Task details: Only the lines holding the string "middleware" are needed; copy each of them from the data.

[Records drawn from a dataset]
....

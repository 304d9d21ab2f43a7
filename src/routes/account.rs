use crate::{AppState, handlers};
use axum::{Router, routing::get};

/// Account Router Module
///
/// Registration and login are anonymous-only: an already-authenticated caller
/// is redirected home by the handlers rather than rejected (a courtesy no-op,
/// not an error). Logout lives in `session_routes` so the router assembly can
/// wrap it in the authentication middleware layer.
pub fn account_routes() -> Router<AppState> {
    Router::new()
        // GET /register: guard probe for the registration form.
        // POST /register: create a guest account.
        .route(
            "/register",
            get(handlers::register_form).post(handlers::register),
        )
        // GET /login: guard probe for the login form.
        // POST /login: authenticate and establish a session.
        .route("/login", get(handlers::login_form).post(handlers::login))
}

/// Routes that require an authenticated session. The `AuthUser` extractor in
/// the handler resolves the identity; the middleware layer applied in
/// `create_router` rejects anonymous callers before the handler runs.
pub fn session_routes() -> Router<AppState> {
    Router::new()
        // GET /logout: destroys the session unconditionally.
        .route("/logout", get(handlers::logout))
}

....

Task solution:
/// wrap it in the authentication middleware layer.
/// the handler resolves the identity; the middleware layer applied in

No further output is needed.